Douglas A. McIntyre is the co-founder, chief executive officer and editor in chief of 24/7 Wall St. and 24/7 Tempo. He has held these jobs since 2006.

McIntyre has written thousands of articles for 24/7 Wall St. He is an expert on corporate finance, the automotive industry, media companies and international finance. He has edited articles on national demographics, sports, personal income and travel.

His work has been quoted or mentioned in The New York Times, The Wall Street Journal, Los Angeles Times, The Washington Post, NBC News, Time, The New Yorker, HuffPost USA Today, Business Insider, Yahoo, AOL, MarketWatch, The Atlantic, Bloomberg, New York Post, Chicago Tribune, Forbes, The Guardian and many other major publications. McIntyre has been a guest on CNBC, the BBC and television and radio stations across the country.

A magna cum laude graduate of Harvard College, McIntyre also was president of The Harvard Advocate. Founded in 1866, the Advocate is the oldest college publication in the United States.

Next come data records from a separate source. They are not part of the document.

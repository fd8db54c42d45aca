//! The SMTP transport sends emails to an unauthenticated relay.
//!
//! The protocol itself is spoken by lettre's SMTP client, over plain TCP.
//! This module resolves the relay address, opens one client session per
//! [`Transport::connect`] and feeds it [`Envelope`]s from this crate.
//!
//! Relying on lettre means the session handles 8BITMIME and SMTPUTF8 when the
//! relay announces them, and refuses to send non-ASCII content otherwise.
//!
//! #### Example
//!
//! ```rust,no_run
//! use smartrelay::{transport::smtp::SmtpTransport, Connection, Envelope, Transport};
//!
//! # fn main() -> Result<(), Box<dyn std::error::Error>> {
//! let envelope = Envelope::new("nobody@domain.tld", vec!["hei@domain.tld".to_owned()])?;
//!
//! let transport = SmtpTransport::builder().port(2525).build();
//! let mut conn = transport.connect("localhost")?;
//! conn.send_raw(&envelope, b"Subject: Happy new year\r\n\r\nBe happy!\r\n")?;
//! conn.close();
//! # Ok(())
//! # }
//! ```

use std::{fmt, time::Duration};

use lettre::{address::Address, transport::smtp::client};

use self::connection_url::parse_server;
pub use self::error::{Code, Error};
pub use lettre::transport::smtp::{extension::ClientId, response::Response};
use crate::{address::Envelope, transport::Connection, Transport};

mod connection_url;
mod error;

/// Default smtp port
pub const SMTP_PORT: u16 = 25;

/// Default timeout
pub const DEFAULT_TIMEOUT: Duration = Duration::from_secs(60);

/// Sends emails to an unauthenticated relay using the SMTP protocol
///
/// The relay itself is named at [`Transport::connect`] time, the transport
/// only holds the connection settings.
#[derive(Debug, Clone)]
pub struct SmtpTransport {
    port: u16,
    hello_name: ClientId,
    timeout: Option<Duration>,
}

impl Default for SmtpTransport {
    fn default() -> Self {
        SmtpTransport::builder().build()
    }
}

impl SmtpTransport {
    /// Creates a new transport builder with the default settings
    pub fn builder() -> SmtpTransportBuilder {
        SmtpTransportBuilder::new()
    }

    /// Port used when the relay address does not name one
    pub fn port(&self) -> u16 {
        self.port
    }

    /// Name sent with `EHLO`
    pub fn hello_name(&self) -> &ClientId {
        &self.hello_name
    }

    /// Read, write and connect timeout
    pub fn timeout(&self) -> Option<Duration> {
        self.timeout
    }
}

impl Transport for SmtpTransport {
    type Connection = SmtpConnection;
    type Error = Error;

    fn connect(&self, server: &str) -> Result<SmtpConnection, Error> {
        let (host, port) = parse_server(server, self.port)?;

        #[cfg(feature = "tracing")]
        tracing::debug!("connecting to {}:{}", host, port);

        let inner = client::SmtpConnection::connect(
            (host.as_str(), port),
            self.timeout,
            &self.hello_name,
            None,
            None,
        )?;
        Ok(SmtpConnection {
            inner,
            relay: format!("{host}:{port}"),
        })
    }
}

/// A session with the relay, opened by [`SmtpTransport`]
pub struct SmtpConnection {
    inner: client::SmtpConnection,
    relay: String,
}

impl SmtpConnection {
    /// The relay this session talks to, as `host:port`
    pub fn relay(&self) -> &str {
        &self.relay
    }

    /// Whether the session can no longer be used
    pub fn has_broken(&self) -> bool {
        self.inner.has_broken()
    }
}

impl fmt::Debug for SmtpConnection {
    fn fmt(&self, f: &mut fmt::Formatter<'_>) -> fmt::Result {
        f.debug_struct("SmtpConnection")
            .field("relay", &self.relay)
            .field("broken", &self.inner.has_broken())
            .finish()
    }
}

impl Connection for SmtpConnection {
    type Ok = Response;
    type Error = Error;

    fn send_raw(&mut self, envelope: &Envelope, email: &[u8]) -> Result<Response, Error> {
        let envelope = smtp_envelope(envelope)?;
        Ok(self.inner.send(&envelope, email)?)
    }

    fn close(&mut self) {
        if self.inner.has_broken() {
            return;
        }
        if let Err(_err) = self.inner.quit() {
            #[cfg(feature = "tracing")]
            tracing::debug!(relay = self.relay.as_str(), "QUIT failed: {}", _err);
        }
    }
}

fn smtp_address(address: &str) -> Result<Address, Error> {
    address.parse().map_err(|source| Error::Address {
        address: address.to_owned(),
        source,
    })
}

// An empty reverse path becomes the null sender `<>`.
fn smtp_envelope(envelope: &Envelope) -> Result<lettre::address::Envelope, Error> {
    let from = match envelope.from() {
        "" => None,
        from => Some(smtp_address(from)?),
    };
    let to = envelope
        .to()
        .iter()
        .map(|address| smtp_address(address))
        .collect::<Result<Vec<_>, _>>()?;

    lettre::address::Envelope::new(from, to).map_err(Error::Envelope)
}

/// Contains client configuration.
/// Instances of this struct can be created using functions of [`SmtpTransport`].
#[derive(Debug, Clone)]
pub struct SmtpTransportBuilder {
    port: u16,
    hello_name: ClientId,
    timeout: Option<Duration>,
}

impl Default for SmtpTransportBuilder {
    fn default() -> Self {
        SmtpTransportBuilder::new()
    }
}

/// Builder for the SMTP `SmtpTransport`
impl SmtpTransportBuilder {
    fn new() -> Self {
        Self {
            port: SMTP_PORT,
            hello_name: ClientId::default(),
            timeout: Some(DEFAULT_TIMEOUT),
        }
    }

    /// Set the name used during EHLO
    pub fn hello_name(mut self, name: ClientId) -> Self {
        self.hello_name = name;
        self
    }

    /// Set the timeout duration, `None` blocks forever
    pub fn timeout(mut self, timeout: Option<Duration>) -> Self {
        self.timeout = timeout;
        self
    }

    /// Set the port used when the relay address has none
    pub fn port(mut self, port: u16) -> Self {
        self.port = port;
        self
    }

    /// Build the transport
    pub fn build(self) -> SmtpTransport {
        SmtpTransport {
            port: self.port,
            hello_name: self.hello_name,
            timeout: self.timeout,
        }
    }
}

#[cfg(test)]
mod test {
    use std::time::Duration;

    use pretty_assertions::assert_eq;

    use super::{smtp_envelope, ClientId, SmtpTransport, DEFAULT_TIMEOUT, SMTP_PORT};
    use crate::{Envelope, Transport};

    #[test]
    fn builder_defaults() {
        let transport = SmtpTransport::default();
        assert_eq!(transport.port(), SMTP_PORT);
        assert_eq!(transport.timeout(), Some(DEFAULT_TIMEOUT));
    }

    #[test]
    fn builder_settings() {
        let transport = SmtpTransport::builder()
            .port(2525)
            .hello_name(ClientId::Domain("client.example.com".into()))
            .timeout(Some(Duration::from_secs(5)))
            .build();
        assert_eq!(transport.port(), 2525);
        assert_eq!(
            transport.hello_name(),
            &ClientId::Domain("client.example.com".into())
        );
        assert_eq!(transport.timeout(), Some(Duration::from_secs(5)));
    }

    #[test]
    fn empty_server_is_a_relay_error() {
        let err = SmtpTransport::default().connect("").unwrap_err();
        assert!(err.is_relay());
    }

    #[test]
    fn envelope_conversion() {
        let envelope =
            Envelope::new("a@x.com", vec!["b@y.com".to_owned(), "c@z.com".to_owned()]).unwrap();
        let converted = smtp_envelope(&envelope).unwrap();

        assert_eq!(
            converted.from().map(ToString::to_string),
            Some("a@x.com".to_owned())
        );
        let to: Vec<String> = converted.to().iter().map(ToString::to_string).collect();
        assert_eq!(to, ["b@y.com", "c@z.com"]);
    }

    #[test]
    fn empty_sender_is_the_null_path() {
        let envelope = Envelope::new("", vec!["b@y.com".to_owned()]).unwrap();
        assert_eq!(smtp_envelope(&envelope).unwrap().from(), None);
    }

    #[test]
    fn loose_address_is_refused_before_sending() {
        let envelope = Envelope::new("a@x.com", vec!["with space@example.com".to_owned()]).unwrap();
        let err = smtp_envelope(&envelope).unwrap_err();

        assert!(err.is_address());
        assert!(err.to_string().contains("with space@example.com"));
    }
}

TheStreet.com, Comps.com and Edgar Online are some of the public companies for which McIntyre served on the board of directors. He was a Vicinity Corporation board member when the company was sold to Microsoft in 2002. He served on the audit committees of some of these companies.

McIntyre has been the CEO of FutureSource, a provider of trading terminals and news to commodities and futures traders. He was president of Switchboard, the online phone directory company. He served as chairman and CEO of On2 Technologies, the video compression company that provided video compression software for Adobe’s Flash. Google bought On2 in 2009.